Is there a known problem with the Electron and reading serial?

I’m using a really basic sketch to read off of a GPS device. I simplified it to a test to probe that there are problems on the Electron. I’m running this sketch on a Photon (it works) and the Electron (and it fails as seen). It looks almost like there are missing characters.

Output from Electron (running 0.4.8):

35N166,G11,,*V034,,7,,1,7,
45,,75
,4314L8.0A$GPRMC,023506.00,A,4531.97180,N,12241.94173,W,1.271
T,KP0.23.M,S,0,8
43,,03
260790$,,,802G14,5

Output from Photon (running 0.4.9):

$GPGSV,4,3,15,24,58,259,26,25,07,295,,28,15,105,26,32,05,330,*7F

$GPGSV,4,4,15,46,34,146,,48,37,194,,51,35,159,*40

$GPGLL,4531.96822,N,12241.94001,W,022932.00,A,A*7F

And here’s the code:

void setup()
{
  Serial.begin(115200);
  Serial1.begin(9600);
  delay(1000*5);

}

void loop()
{
    if (Serial1.available() ) {
        char c = Serial1.read();
        if (c == 10 || c == 13) {
            Serial.println();
        } else {
            Serial.write(c);
        }
    }
    
}

Going with the theory that printing was too slow, I changed the code to fast-buffer (borrowing some of the Tracker code).
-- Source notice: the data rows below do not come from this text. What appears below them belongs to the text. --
//! AI-visible board projection.
//!
//! The enemy brains never read the real board; they get this restricted
//! view instead. The projection is the information firewall of the whole
//! subsystem: marks are public, a revealed cell exposes its kind, and a
//! revealed Clue exposes the undiscriminated item total — never the
//! attack/gold breakdown, regardless of which upgrades the player holds.
//! Absent fields serialize as absent, not null, so "no data" stays
//! distinguishable from "zero items" on the wire.

use serde::{Deserialize, Serialize};

use crate::engine::board::{neighbors8, Board, CellKind, Mark};
use crate::engine::models::Coord;

/// One cell as the AI is allowed to see it.
#[derive(Debug, Clone, Serialize, Deserialize)]
pub struct SanitizedCell {
    pub is_revealed: bool,
    #[serde(default, skip_serializing_if = "Option::is_none")]
    pub mark: Option<Mark>,
    /// Present iff the cell is revealed.
    #[serde(default, skip_serializing_if = "Option::is_none")]
    pub revealed_kind: Option<CellKind>,
    /// Present iff the cell is a revealed Clue carrying a summary.
    #[serde(default, skip_serializing_if = "Option::is_none")]
    pub total_adjacent_items: Option<u8>,
}

/// Same dimensions as the board it was projected from.
#[derive(Debug, Clone, Serialize, Deserialize)]
pub struct SanitizedBoard {
    cells: Vec<Vec<SanitizedCell>>,
}

impl SanitizedBoard {
    pub fn rows(&self) -> usize {
        self.cells.len()
    }

    pub fn cols(&self) -> usize {
        self.cells[0].len()
    }

    pub fn get(&self, c: Coord) -> &SanitizedCell {
        &self.cells[c.row][c.col]
    }

    /// All coordinates in row-major order.
    pub fn coords(&self) -> impl Iterator<Item = Coord> + '_ {
        let cols = self.cols();
        (0..self.rows()).flat_map(move |r| (0..cols).map(move |c| Coord::new(r, c)))
    }

    /// In-bounds 8-neighborhood of `c`.
    pub fn neighbors(&self, c: Coord) -> Vec<Coord> {
        neighbors8(self.rows(), self.cols(), c)
    }

    /// All unrevealed coordinates in row-major order.
    pub fn hidden_cells(&self) -> Vec<Coord> {
        self.coords().filter(|&c| !self.get(c).is_revealed).collect()
    }

    /// JSON form of the view for logging or out-of-process consumers.
    /// The field-absence behavior is part of the contract.
    pub fn to_value(&self) -> serde_json::Value {
        serde_json::to_value(self).unwrap_or(serde_json::Value::Null)
    }
}

/// Project the real board into its AI-visible form. Pure and total; the
/// caller guarantees the board is a stable snapshot for the duration.
pub fn sanitize(board: &Board) -> SanitizedBoard {
    let mut cells = Vec::with_capacity(board.rows());
    for r in 0..board.rows() {
        let mut row = Vec::with_capacity(board.cols());
        for c in 0..board.cols() {
            let cell = board.get(Coord::new(r, c));
            let total_adjacent_items = if cell.revealed && cell.kind == CellKind::Clue {
                cell.adjacent.map(|a| a.total)
            } else {
                None
            };
            row.push(SanitizedCell {
                is_revealed: cell.revealed,
                mark: cell.mark,
                revealed_kind: cell.revealed.then_some(cell.kind),
                total_adjacent_items,
            });
        }
        cells.push(row);
    }
    SanitizedBoard { cells }
}
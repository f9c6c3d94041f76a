//! Named enemy archetypes: AI tag + combat stats per encounter template.
//! Loaded from TOML at runtime; a built-in catalog covers the stock roster.

use std::collections::HashMap;
use std::path::Path;

use once_cell::sync::Lazy;
use serde::Deserialize;

use crate::engine::models::EnemyState;

/// An enemy template. The `ai` tag selects the decision policy; everything
/// else is public combat state the policies may read but never mutate.
#[derive(Debug, Deserialize, Clone)]
pub struct ArchetypeProfile {
    pub description: Option<String>,
    #[serde(default = "default_ai_tag")]
    pub ai: String,
    #[serde(default = "default_hp")]
    pub hp: i32,
    #[serde(default)]
    pub armor: i32,
    #[serde(default = "default_fury_threshold")]
    pub fury_threshold: u32,
}

fn default_ai_tag() -> String {
    "default".into()
}

fn default_hp() -> i32 {
    20
}

fn default_fury_threshold() -> u32 {
    5
}

impl ArchetypeProfile {
    /// Build the encounter-start enemy state for this archetype.
    pub fn enemy_state(&self, archetype: &str) -> EnemyState {
        EnemyState {
            archetype: archetype.to_string(),
            hp: self.hp,
            max_hp: self.hp,
            armor: self.armor,
            fury: 0,
            fury_threshold: self.fury_threshold,
        }
    }
}

/// Top-level TOML file structure.
#[derive(Debug, Deserialize, Clone, Default)]
pub struct ArchetypeFile {
    #[serde(default)]
    pub archetypes: HashMap<String, ArchetypeProfile>,
}

impl ArchetypeFile {
    pub fn get(&self, name: &str) -> Option<&ArchetypeProfile> {
        self.archetypes.get(name)
    }
}

/// Stock roster used when no archetypes.toml is found.
pub static BUILTIN_ARCHETYPES: Lazy<HashMap<String, ArchetypeProfile>> = Lazy::new(|| {
    let mut m = HashMap::new();
    m.insert(
        "patient_hunter".to_string(),
        ArchetypeProfile {
            description: Some("Waits for forced reads before striking.".into()),
            ai: "brute".into(),
            hp: 30,
            armor: 1,
            fury_threshold: 6,
        },
    );
    m.insert(
        "appraiser".to_string(),
        ArchetypeProfile {
            description: Some("Weighs every frontier cell before committing.".into()),
            ai: "calculator".into(),
            hp: 24,
            armor: 0,
            fury_threshold: 5,
        },
    );
    m.insert(
        "magpie".to_string(),
        ArchetypeProfile {
            description: Some("Chases gold-heavy clues over everything else.".into()),
            ai: "hoarder".into(),
            hp: 20,
            armor: 0,
            fury_threshold: 4,
        },
    );
    m.insert(
        "mind_gamer".to_string(),
        ArchetypeProfile {
            description: Some("Sweeps in patterns and punishes your bomb flags.".into()),
            ai: "illusionist".into(),
            hp: 26,
            armor: 2,
            fury_threshold: 7,
        },
    );
    m.insert(
        "grunt".to_string(),
        ArchetypeProfile {
            description: None,
            ai: "default".into(),
            hp: 18,
            armor: 0,
            fury_threshold: 5,
        },
    );
    m
});

/// Load archetypes from a TOML file at the given path.
pub fn load_archetypes(path: &Path) -> Result<ArchetypeFile, String> {
    let content = std::fs::read_to_string(path)
        .map_err(|e| format!("Failed to read {}: {}", path.display(), e))?;
    toml::from_str(&content).map_err(|e| format!("Failed to parse {}: {}", path.display(), e))
}

/// Try well-known paths, falling back to the built-in roster.
pub fn load_default_archetypes() -> ArchetypeFile {
    let candidates = [
        "archetypes.toml",
        "../archetypes.toml",
        "/etc/minecrawl/archetypes.toml",
    ];
    for path in &candidates {
        let p = Path::new(path);
        if p.exists() {
            match load_archetypes(p) {
                Ok(file) => {
                    tracing::info!(path = %p.display(), count = file.archetypes.len(), "loaded enemy archetypes");
                    return file;
                }
                Err(e) => {
                    tracing::warn!(path = %p.display(), error = %e, "failed to load enemy archetypes");
                }
            }
        }
    }
    tracing::info!("no archetypes.toml found, using built-in roster");
    ArchetypeFile {
        archetypes: BUILTIN_ARCHETYPES.clone(),
    }
}
//! Common traits for heap data structures
//!
//! This module provides:
//!
//! - [`HeapError`]: the error type returned by every fallible queue operation
//! - [`Heap`]: the minimal priority-queue surface shared by heap implementations
//!
//! The [`Heap`] trait mirrors the API of Rust's `BinaryHeap` (`push`, `pop`,
//! `peek`), except that heaps in this crate are min-heaps over their
//! comparator and `push` may refuse a value.

use std::fmt;

/// Error type for heap operations
#[derive(Debug, Clone, Copy, PartialEq, Eq)]
pub enum HeapError {
    /// A value or parameter was refused before any mutation took place
    ///
    /// Raised for a zero initial capacity and for values the comparator does
    /// not admit (for example NaN under [`FloatOrder`](crate::compare::FloatOrder)).
    InvalidArgument(&'static str),
    /// A failing accessor (`element`, `extract_min`) was called on an empty heap
    EmptyCollection,
    /// An index-based operation addressed a slot outside `0..len`
    IndexOutOfRange {
        /// The requested index
        index: usize,
        /// The number of live elements at the time of the call
        len: usize,
    },
}

impl fmt::Display for HeapError {
    fn fmt(&self, f: &mut fmt::Formatter<'_>) -> fmt::Result {
        match self {
            HeapError::InvalidArgument(reason) => write!(f, "invalid argument: {}", reason),
            HeapError::EmptyCollection => write!(f, "heap is empty"),
            HeapError::IndexOutOfRange { index, len } => {
                write!(f, "index {} out of range for heap of length {}", index, len)
            }
        }
    }
}

impl std::error::Error for HeapError {}

/// Base trait for heap/priority queue data structures
///
/// This trait provides a simple API similar to Rust's `BinaryHeap`:
/// - `push` inserts an element
/// - `pop` removes and returns the minimum
/// - `peek` returns the minimum without removing it
///
/// "Minimum" is decided by the heap's comparator; supply a reversed
/// comparator to get max-first behavior.
///
/// # Example
///
/// ```rust
/// use comparator_heap::Heap;
/// use comparator_heap::PriorityQueue;
///
/// let mut heap: PriorityQueue<i32> = Heap::new();
/// heap.push(3).unwrap();
/// heap.push(1).unwrap();
/// heap.push(2).unwrap();
///
/// assert_eq!(heap.peek(), Some(&1));
/// assert_eq!(heap.pop(), Some(1));
/// ```
pub trait Heap<T> {
    /// Creates a new empty heap
    fn new() -> Self;

    /// Returns true if the heap is empty
    fn is_empty(&self) -> bool;

    /// Returns the number of elements in the heap
    fn len(&self) -> usize;

    /// Inserts an element
    ///
    /// # Errors
    /// Returns [`HeapError::InvalidArgument`] if the heap refuses the value.
    ///
    /// # Time Complexity
    /// O(log n), O(1) amortized for the buffer growth.
    fn push(&mut self, item: T) -> Result<(), HeapError>;

    /// Returns the minimum element without removing it
    ///
    /// # Time Complexity
    /// O(1)
    fn peek(&self) -> Option<&T>;

    /// Removes and returns the minimum element
    ///
    /// # Time Complexity
    /// O(log n)
    fn pop(&mut self) -> Option<T>;

    /// Merges another heap into this one, consuming the other heap
    fn merge(&mut self, other: Self);
}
Still failing.

Sample output:

$GPRMC,025403.00,A,4531.97434,N,12241.94374,W,0.902*G96
25N44.,G6,44G,1,,,,$2,91,9G13,5,4,,,9G92W0
$GPRMC,025404.00,A,4531.97396,N,12241.94273,W,0.581
T4KP0.13.M,A0,3
44,,1,D4,7152
,1,2,,G,,,$3,707$GPRMC,025405.00,A,4531.97381,N,12241.94282,W,0.4391

Code:

#define MAX_LINE_LENGTH 160
int lineidx = 0;
char currentLine[MAX_LINE_LENGTH];

void setup()
{
  Serial.begin(115200);
  Serial1.begin(9600);
  delay(1000*5);

}

void loop()
{

    if (Serial1.available() ) {
        char c = Serial1.read();
        if (c == '\r' || c == '\n') {
            Serial.println(currentLine);
            currentLine[0] = 0;
            lineidx = 0;
        } else {
            currentLine[lineidx++] = c;
            currentLine[lineidx] = 0;
        }
    }
    
    if (lineidx - 2 > MAX_LINE_LENGTH) {
        Serial.println("string too long, resetting.");
        currentLine[0] = 0;
        lineidx = 0;
    } 
    
}

Okay. Thanks mostly to this thread I found out that I should use an inner loop to fetch the serial, rather than fetching one character on each loop().

Here’s the code I ended up using:

void loop() {
    if (Serial1.available() > 0 && Serial1.peek() != '$') {
        while (Serial1.peek() != '$' && Serial1.peek() != -1)
            Serial1.read(); // empty the buffer up to a new $ or end of buffer
    } else if (Serial1.available() > 0 && Serial1.peek() == '$') {
        while (Serial1.peek() != '\r' && Serial1.peek() != '\r') {
            char c = Serial1.read();
            if (gps.encode(c)) {
                onValidGpsSentence();
            }
        }
    }   
}

The documentation says both the Electron and Photon have the same serial buffer size (64 bytes), I assume that perhaps there’s more housekeeping work on the Electron?

This is advisable under any circumstance and on any platform to read all the data present.

So this should be part of most code that’s dealing with serial communication

  ...
  while (Serial1.available())
  {
    int x = Serial1.read();
    doStuffWith(x);
  }
  ...

Once you are going up with baud and data rate on the Photon you’ll see the limited buffer there too.

Yeah, ScruffR, sort of a “TIL”, I guess. As I said I assume the housekeeping on the Electron is longer, so I can’t rely on the buffer. It’s just a different mental model. Reading a sentence at a time seems to be really successful.